As an administrator I can define an automatic LDAP synchronization using the UI

abrix · December 2, 2020, 9:18am

Hi,

What is the problem you are trying to solve?
In most organizations, new AD users and groups should be automatically synchronized, not just by actively triggering of a passbolt administrator.

Who is affected?
Administrators with AD integration

Why is it important and/or urgent?

What is your proposed solution? (optional)
Implement a checkbox for automatic LDAP synchronization ( hourly or custom value? ).

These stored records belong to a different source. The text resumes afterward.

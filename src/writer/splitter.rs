//! Line Splitter
//!
//! Chooses a value for every soft rule in one partition so that the
//! total of overflow, rule, and span costs is minimal.
//!
//! The search is a depth-first enumeration over the partition's rules
//! in first-chunk order. Constraint propagation rejects candidate
//! values that contradict an already-bound rule, partial layouts are
//! priced as soon as every rule owning their chunks is bound, and a
//! memo over `(rule index, live state)` cuts re-exploration of
//! equivalent partial assignments. Divide markers keep partitions
//! small, so this stays tractable even on pathological inputs.

use rustc_hash::{FxHashMap, FxHashSet};
use tracing::{debug, trace};

use crate::builder::Engine;
use crate::chunk::{Chunk, SpanId};
use crate::config::cost;
use crate::nesting::NestingId;
use crate::rule::RuleId;

/// The chosen layout for one partition.
pub(crate) struct Solution {
    pub cost: usize,

    /// For each chunk in the partition: `Some(column)` when its split
    /// fires, carrying the column the next line starts at.
    pub reset_columns: Vec<Option<usize>>,
}

/// Priced walk of a partition prefix.
struct Eval {
    cost: usize,
    column: usize,
    reset_columns: Vec<Option<usize>>,

    /// Nesting levels of splits fired so far, sorted.
    used: Vec<NestingId>,

    /// Spans charged so far, sorted.
    charged_spans: Vec<SpanId>,
}

type MemoKey = (
    usize,
    Vec<(RuleId, usize)>,
    usize,
    Vec<NestingId>,
    Vec<SpanId>,
);

pub(crate) fn solve(
    engine: &Engine,
    chunks: &[Chunk],
    base: usize,
    first_column: usize,
    block_costs: &FxHashMap<usize, usize>,
) -> Solution {
    // Soft rules in first-chunk order; hard rules have no choice to
    // make.
    let mut rule_order = Vec::new();
    let mut seen = FxHashSet::default();
    for chunk in chunks {
        if let Some(split) = chunk.split() {
            if !engine.rules.is_hard(split.rule) && seen.insert(split.rule) {
                rule_order.push(split.rule);
            }
        }
    }
    debug!(
        chunks = chunks.len(),
        rules = rule_order.len(),
        "solving partition"
    );

    let mut search = Search {
        engine,
        chunks,
        base,
        first_column,
        block_costs,
        rule_order,
        best_cost: usize::MAX,
        best: FxHashMap::default(),
        memo: FxHashMap::default(),
    };
    let mut bindings = FxHashMap::default();
    search.dfs(0, &mut bindings);

    let eval = search.evaluate(&search.best, chunks.len());
    debug!(cost = eval.cost, "partition solved");
    Solution {
        cost: eval.cost,
        reset_columns: eval.reset_columns,
    }
}

struct Search<'a> {
    engine: &'a Engine,
    chunks: &'a [Chunk],

    /// Index of the partition's first chunk within its chunk vector;
    /// rules record owned chunks in that index space.
    base: usize,

    /// Column the partition's first chunk starts at.
    first_column: usize,

    /// Pre-computed layout cost of each block parent, by absolute
    /// chunk index. Block layout does not depend on the enclosing
    /// rule values, so it prices once.
    block_costs: &'a FxHashMap<usize, usize>,

    rule_order: Vec<RuleId>,
    best_cost: usize,
    best: FxHashMap<RuleId, usize>,
    memo: FxHashMap<MemoKey, usize>,
}

impl Search<'_> {
    fn dfs(&mut self, index: usize, bindings: &mut FxHashMap<RuleId, usize>) {
        if index == self.rule_order.len() {
            let eval = self.evaluate(bindings, self.chunks.len());
            if eval.cost < self.best_cost {
                trace!(cost = eval.cost, "new best layout");
                self.best_cost = eval.cost;
                self.best = bindings.clone();
            }
            return;
        }

        // Price the prefix whose rules are all bound; it can only get
        // more expensive from here.
        let frontier = self.frontier(index);
        let eval = self.evaluate(bindings, frontier);
        if eval.cost >= self.best_cost {
            return;
        }

        if self.seen_cheaper(index, bindings, frontier, &eval) {
            return;
        }

        let rule = self.rule_order[index];
        'candidates: for value in 0..self.engine.rules.value_count(rule) {
            for (&other, &other_value) in bindings.iter() {
                if self
                    .engine
                    .rules
                    .constrain(other, other_value, rule)
                    .is_some_and(|forced| forced != value)
                {
                    continue 'candidates;
                }
                if self
                    .engine
                    .rules
                    .constrain(rule, value, other)
                    .is_some_and(|forced| forced != other_value)
                {
                    continue 'candidates;
                }
            }
            bindings.insert(rule, value);
            self.dfs(index + 1, bindings);
            bindings.remove(&rule);
        }
    }

    /// First chunk (partition-relative) owned by any still-unbound
    /// rule; everything before it is fully priced.
    fn frontier(&self, index: usize) -> usize {
        self.rule_order[index..]
            .iter()
            .filter_map(|&rule| self.engine.rules.first_owned_chunk(rule))
            .map(|first| first.saturating_sub(self.base))
            .min()
            .unwrap_or(self.chunks.len())
            .min(self.chunks.len())
    }

    /// Check the memo for an equivalent partial state that was already
    /// reached at least as cheaply; record this one otherwise.
    ///
    /// Two partial assignments are equivalent for the remaining search
    /// when they agree on the rules still owning chunks past the
    /// frontier, the column the frontier line is at, the nesting
    /// levels already in use, and the spans already charged that still
    /// cover suffix chunks.
    fn seen_cheaper(
        &mut self,
        index: usize,
        bindings: &FxHashMap<RuleId, usize>,
        frontier: usize,
        eval: &Eval,
    ) -> bool {
        let mut live: Vec<(RuleId, usize)> = bindings
            .iter()
            .filter(|(&rule, _)| {
                self.engine
                    .rules
                    .last_owned_chunk(rule)
                    .is_some_and(|last| last.saturating_sub(self.base) >= frontier)
            })
            .map(|(&rule, &value)| (rule, value))
            .collect();
        live.sort_unstable();

        let suffix_spans: FxHashSet<SpanId> = self.chunks[frontier..]
            .iter()
            .flat_map(|chunk| chunk.spans.iter().copied())
            .collect();
        let open_spans: Vec<SpanId> = eval
            .charged_spans
            .iter()
            .copied()
            .filter(|span| suffix_spans.contains(span))
            .collect();

        let key = (index, live, eval.column, eval.used.clone(), open_spans);
        match self.memo.get(&key) {
            Some(&seen) if seen <= eval.cost => true,
            _ => {
                self.memo.insert(key, eval.cost);
                false
            }
        }
    }

    /// Walk the first `upto` chunks pricing overflow, rule, and span
    /// costs. The nesting levels in use accumulate as splits fire, so
    /// a line's indent depends only on the splits at or before it.
    fn evaluate(&self, bindings: &FxHashMap<RuleId, usize>, upto: usize) -> Eval {
        let rules = &self.engine.rules;
        let page_width = self.engine.config.page_width;

        let mut total = 0usize;
        let mut column = self.first_column;
        let mut reset_columns = vec![None; self.chunks.len()];
        let mut used = FxHashSet::default();
        let mut charged_spans = FxHashSet::default();
        let mut charged_rules = FxHashSet::default();
        let mut ended_on_split = false;

        for (i, chunk) in self.chunks[..upto].iter().enumerate() {
            let absolute = self.base + i;
            // Multi-line text (block comments) restarts the column; the
            // lines inside it are verbatim and never priced.
            match chunk.text().rfind('\n') {
                Some(newline) => column = chunk.text().len() - newline - 1,
                None => column += chunk.text().len(),
            }

            let fired = chunk.split().is_some_and(|split| {
                rules.is_hard(split.rule)
                    || bindings
                        .get(&split.rule)
                        .is_some_and(|&value| rules.is_split_at_value(split.rule, absolute, value))
            });

            if chunk.is_block_parent() {
                if fired {
                    total += self.block_costs.get(&absolute).copied().unwrap_or(0);
                } else {
                    column += chunk.unsplit_block_length();
                }
            }

            let Some(split) = chunk.split() else {
                ended_on_split = false;
                continue;
            };
            if fired {
                if column > page_width {
                    total += (column - page_width) * cost::OVERFLOW_CHAR;
                }
                if !rules.is_hard(split.rule) && charged_rules.insert(split.rule) {
                    total += rules.cost(split.rule);
                }
                for &span in &chunk.spans {
                    if charged_spans.insert(span) {
                        total += self.engine.spans[span.0 as usize].cost;
                    }
                }
                used.insert(split.nesting);
                let target = if split.flush_left {
                    0
                } else {
                    split.indent + self.engine.nestings.total_indent(split.nesting, &used)
                };
                reset_columns[i] = Some(target);
                column = target;
            } else if split.space_when_unsplit {
                column += 1;
            }
            ended_on_split = fired;
        }

        // A partition that ends mid-line (a block without a trailing
        // newline) still pays for its last line.
        if upto == self.chunks.len() && !ended_on_split && column > page_width {
            total += (column - page_width) * cost::OVERFLOW_CHAR;
        }

        let mut used: Vec<NestingId> = used.into_iter().collect();
        used.sort_unstable_by_key(|id| id.0);
        let mut charged_spans: Vec<SpanId> = charged_spans.into_iter().collect();
        charged_spans.sort_unstable_by_key(|id| id.0);

        Eval {
            cost: total,
            column,
            reset_columns,
            used,
            charged_spans,
        }
    }
}
//! Split Rules
//!
//! A rule owns a set of splits and takes one of a small number of
//! discrete *values*; the value decides which of its splits fire.
//! Value `0` is always "do not split"; the highest value always means
//! "split everywhere this rule owns a split".
//!
//! Rules are a DSL, not a grammar: each syntactic construct installs
//! one or a few rules whose constraint logic encodes the formatting
//! policy (if positional arguments split, named arguments must split
//! too). The line splitter stays oblivious to source-language
//! specifics and only sees the capability surface here.
//!
//! All rules live in a [`Rules`] arena and are addressed by [`RuleId`]
//! handles. Rules reference each other by handle only, so the mutual
//! containment and constraint graph involves no ownership cycles, and
//! transitive hardening is a plain worklist traversal.

use rustc_hash::FxHashSet;
use tracing::debug;

/// Handle to a rule in the [`Rules`] arena.
#[derive(Clone, Copy, Debug, PartialEq, Eq, Hash, PartialOrd, Ord)]
pub struct RuleId(pub(crate) u32);

/// The value every rule uses for "do not split".
pub const UNSPLIT: usize = 0;

/// The split strategy a rule implements.
#[derive(Clone, Debug)]
enum RuleKind {
    /// Always splits. The builder creates one per mandatory newline.
    Hard,

    /// Two values: unsplit or split everywhere.
    Simple,

    /// Positional argument list. With `k` owned splits the values are:
    /// `0` unsplit, `1..=k` split before only the i-th argument,
    /// `k + 1` split before every argument. A paired named-argument
    /// rule is forced to fully split whenever this rule splits at all.
    Positional { named: Option<RuleId> },

    /// Named argument section: `0` unsplit, `1` split before the first
    /// argument only, `2` split before every argument.
    Named,

    /// Import/export combinator clause. Keyword splits (before `show`
    /// and `hide`) and name splits (between shown names) are owned
    /// separately: `0` everything inline, `1` split before keywords,
    /// `2` split before keywords and between names.
    Combinator {
        keyword_chunks: Vec<usize>,
        /// One-shot flag: the next owned split is a keyword split.
        next_is_keyword: bool,
    },
}

#[derive(Debug)]
struct Rule {
    kind: RuleKind,
    cost: usize,
    hardened: bool,

    /// Chunk indexes this rule owns, in application order. Indexes are
    /// relative to the chunk vector of the builder level the rule was
    /// used in.
    chunks: Vec<usize>,

    /// Inner rules this rule had the opportunity to constrain.
    constrained: Vec<RuleId>,

    /// Outer rules containing this one.
    outer: Vec<RuleId>,
}

impl Rule {
    fn new(kind: RuleKind, cost: usize) -> Self {
        Self {
            kind,
            cost,
            hardened: false,
            chunks: Vec::new(),
            constrained: Vec::new(),
            outer: Vec::new(),
        }
    }
}

/// Arena owning every rule of one formatting operation.
#[derive(Debug, Default)]
pub struct Rules {
    rules: Vec<Rule>,
}

impl Rules {
    pub fn new() -> Self {
        Self::default()
    }

    fn push(&mut self, rule: Rule) -> RuleId {
        let id = RuleId(self.rules.len() as u32);
        self.rules.push(rule);
        id
    }

    /// A rule for a mandatory newline.
    pub fn new_hard(&mut self) -> RuleId {
        self.push(Rule::new(RuleKind::Hard, 0))
    }

    /// A plain split-or-not rule.
    pub fn new_simple(&mut self, cost: usize) -> RuleId {
        self.push(Rule::new(RuleKind::Simple, cost))
    }

    /// A positional-argument rule.
    pub fn new_positional(&mut self, cost: usize) -> RuleId {
        self.push(Rule::new(RuleKind::Positional { named: None }, cost))
    }

    /// A named-argument rule.
    pub fn new_named(&mut self, cost: usize) -> RuleId {
        self.push(Rule::new(RuleKind::Named, cost))
    }

    /// A combinator-clause rule.
    pub fn new_combinator(&mut self, cost: usize) -> RuleId {
        self.push(Rule::new(
            RuleKind::Combinator {
                keyword_chunks: Vec::new(),
                next_is_keyword: false,
            },
            cost,
        ))
    }

    /// Mark the next split owned by `rule` as a combinator-keyword
    /// split rather than a name split.
    pub fn mark_combinator_keyword(&mut self, rule: RuleId) {
        match &mut self.rules[rule.0 as usize].kind {
            RuleKind::Combinator {
                next_is_keyword, ..
            } => *next_is_keyword = true,
            kind => panic!("marked a combinator keyword on {kind:?}"),
        }
    }

    /// Record that `rule` owns the split at `chunk_index`.
    pub fn add_owned_chunk(&mut self, rule: RuleId, chunk_index: usize) {
        let entry = &mut self.rules[rule.0 as usize];
        if let RuleKind::Combinator {
            keyword_chunks,
            next_is_keyword,
        } = &mut entry.kind
        {
            if *next_is_keyword {
                keyword_chunks.push(chunk_index);
                *next_is_keyword = false;
            }
        }
        entry.chunks.push(chunk_index);
    }

    /// Forget that `rule` owns `chunk_index` (its split was replaced).
    pub fn remove_owned_chunk(&mut self, rule: RuleId, chunk_index: usize) {
        let entry = &mut self.rules[rule.0 as usize];
        entry.chunks.retain(|&c| c != chunk_index);
        if let RuleKind::Combinator { keyword_chunks, .. } = &mut entry.kind {
            keyword_chunks.retain(|&c| c != chunk_index);
        }
    }

    /// Whether `rule` owns any chunk with an index greater than
    /// `chunk_index`. Used by the divide pass.
    pub fn owns_chunk_after(&self, rule: RuleId, chunk_index: usize) -> bool {
        self.rules[rule.0 as usize]
            .chunks
            .iter()
            .any(|&c| c > chunk_index)
    }

    /// Index of the first chunk `rule` owns, for solver ordering.
    pub fn first_owned_chunk(&self, rule: RuleId) -> Option<usize> {
        self.rules[rule.0 as usize].chunks.iter().copied().min()
    }

    /// Index of the last chunk `rule` owns.
    pub fn last_owned_chunk(&self, rule: RuleId) -> Option<usize> {
        self.rules[rule.0 as usize].chunks.iter().copied().max()
    }

    /// Record that `outer` wraps `inner`, giving `outer` the chance to
    /// constrain it. Pairs a named-argument rule with its positional
    /// rule when containment introduces them.
    pub fn contain(&mut self, outer: RuleId, inner: RuleId) {
        if outer == inner || !self.splits_on_inner_rules(outer) {
            return;
        }
        {
            let entry = &mut self.rules[outer.0 as usize];
            if entry.constrained.contains(&inner) {
                return;
            }
            entry.constrained.push(inner);
        }
        self.rules[inner.0 as usize].outer.push(outer);

        if matches!(self.rules[inner.0 as usize].kind, RuleKind::Named) {
            if let RuleKind::Positional { named } = &mut self.rules[outer.0 as usize].kind {
                if named.is_none() {
                    *named = Some(inner);
                }
            }
        }
    }

    /// Number of values the rule can take.
    pub fn value_count(&self, rule: RuleId) -> usize {
        let entry = &self.rules[rule.0 as usize];
        if entry.hardened {
            return 1;
        }
        match &entry.kind {
            RuleKind::Hard => 1,
            RuleKind::Simple => 2,
            RuleKind::Positional { .. } => {
                let args = entry.chunks.len();
                if args <= 1 {
                    2
                } else {
                    args + 2
                }
            }
            RuleKind::Named => {
                if entry.chunks.len() <= 1 {
                    2
                } else {
                    3
                }
            }
            RuleKind::Combinator { keyword_chunks, .. } => {
                if keyword_chunks.len() == entry.chunks.len() {
                    // No name splits: inline or keywords is all there is.
                    2
                } else {
                    3
                }
            }
        }
    }

    /// The value meaning "split everywhere this rule owns a split".
    pub fn fully_split_value(&self, rule: RuleId) -> usize {
        self.value_count(rule) - 1
    }

    /// Base cost charged once when the rule takes a non-unsplit value.
    pub fn cost(&self, rule: RuleId) -> usize {
        let entry = &self.rules[rule.0 as usize];
        if entry.hardened || matches!(entry.kind, RuleKind::Hard) {
            0
        } else {
            entry.cost
        }
    }

    /// Whether the rule always splits: a hard rule or a hardened one.
    pub fn is_hard(&self, rule: RuleId) -> bool {
        let entry = &self.rules[rule.0 as usize];
        entry.hardened || matches!(entry.kind, RuleKind::Hard)
    }

    /// Whether a hard split inside this rule's scope forces it to
    /// split as well.
    pub fn splits_on_inner_rules(&self, rule: RuleId) -> bool {
        !matches!(self.rules[rule.0 as usize].kind, RuleKind::Hard)
    }

    /// Whether the split at `chunk_index` fires when the rule takes
    /// `value`.
    pub fn is_split_at_value(&self, rule: RuleId, chunk_index: usize, value: usize) -> bool {
        let entry = &self.rules[rule.0 as usize];
        if entry.hardened || matches!(entry.kind, RuleKind::Hard) {
            return true;
        }
        if value == UNSPLIT {
            return false;
        }
        if value == self.fully_split_value(rule) {
            return true;
        }
        match &entry.kind {
            RuleKind::Positional { .. } => {
                // Intermediate value v splits only before argument v - 1.
                entry.chunks.get(value - 1) == Some(&chunk_index)
            }
            RuleKind::Named => {
                // Value 1 splits only before the first named argument.
                entry.chunks.first() == Some(&chunk_index)
            }
            RuleKind::Combinator { keyword_chunks, .. } => {
                // Value 1 splits before keywords, not between names.
                keyword_chunks.contains(&chunk_index)
            }
            // Simple and Hard have no intermediate values.
            _ => unreachable!("intermediate value {value} on a two-valued rule"),
        }
    }

    /// When this rule takes `value`, the value `other` is forced to,
    /// or `None` if `other` stays free.
    pub fn constrain(&self, rule: RuleId, value: usize, other: RuleId) -> Option<usize> {
        let entry = &self.rules[rule.0 as usize];

        // A hardened rule's single value stands in for its original
        // fully-split value, so it keeps constraining as if fully split.
        let effective = if entry.hardened {
            self.unhardened_fully_split(rule)
        } else {
            value
        };

        match &entry.kind {
            RuleKind::Positional { named: Some(named) } if *named == other => {
                // Any positional split forces the named section apart.
                (effective != UNSPLIT).then(|| self.fully_split_value(other))
            }
            _ => None,
        }
    }

    /// Collapse the rule's value set to its fully-split value.
    pub fn harden(&mut self, rule: RuleId) {
        self.rules[rule.0 as usize].hardened = true;
    }

    /// Harden `seeds` and every rule transitively forced to fully
    /// split by a hardened rule. Each rule hardens at most once, so
    /// the worklist terminates.
    pub fn harden_transitively(&mut self, seeds: impl IntoIterator<Item = RuleId>) {
        let mut worklist: Vec<RuleId> = seeds.into_iter().collect();
        let mut seen = FxHashSet::default();

        while let Some(rule) = worklist.pop() {
            if !seen.insert(rule) {
                continue;
            }
            self.harden(rule);
            debug!(rule = rule.0, "hardened rule");

            let fully_split = self.unhardened_fully_split(rule);
            let constrained = self.rules[rule.0 as usize].constrained.clone();
            for other in constrained {
                if self.is_hard(other) {
                    continue;
                }
                if self.constrain(rule, fully_split, other) == Some(self.fully_split_value(other)) {
                    worklist.push(other);
                }
            }
        }
    }

    /// Fully-split value the rule had before hardening collapsed its
    /// value set.
    fn unhardened_fully_split(&self, rule: RuleId) -> usize {
        let entry = &self.rules[rule.0 as usize];
        match &entry.kind {
            RuleKind::Hard => 0,
            RuleKind::Simple => 1,
            RuleKind::Positional { .. } => {
                let args = entry.chunks.len();
                if args <= 1 {
                    1
                } else {
                    args + 1
                }
            }
            RuleKind::Named => {
                if entry.chunks.len() <= 1 {
                    1
                } else {
                    2
                }
            }
            RuleKind::Combinator { keyword_chunks, .. } => {
                if keyword_chunks.len() == entry.chunks.len() {
                    1
                } else {
                    2
                }
            }
        }
    }

    /// Rules this rule constrains, for solver candidate checks.
    pub fn constrained(&self, rule: RuleId) -> &[RuleId] {
        &self.rules[rule.0 as usize].constrained
    }

    /// Rules containing this one.
    pub fn outer(&self, rule: RuleId) -> &[RuleId] {
        &self.rules[rule.0 as usize].outer
    }

    pub fn len(&self) -> usize {
        self.rules.len()
    }

    pub fn is_empty(&self) -> bool {
        self.rules.is_empty()
    }
}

This can be implemented as a cronjob like “/etc/cron.d/passbolt_email”.

Best regards,
Alex

remy · December 3, 2020, 10:21am

Hello @abrix it is currently possible to run the LDAP synchronization from command line, and therefore add it to the cron to be run every X hours.

See.

./bin/cake directory_sync all --dry-run

Cron example:

0 0 * * * su -c "/var/www/passbolt/bin/cake directory_sync all" -s /bin/bash www-data >> /var/log/cron.log 2>&1

Ref. https://help.passbolt.com/configure/ldap/ldap-from-configuration-file.html

abrix · December 3, 2020, 3:44pm

Hi @remy,

I read the documentation and added the cronjob as “workarund” to the Docker container. Therefore the periodic LDAP synchronization works for my environment.

This feature request is intended to improve the general usage of the product for other administrators and the overall lock and feel

Cheers
Alex

remy · December 4, 2020, 1:38pm

@abrix Yes I agree this should be part of the UI for administrators. We’ve have some plan to reshape the way the cron tasks works in passbolt so that we can have one command to that runs other tasks than sending emails.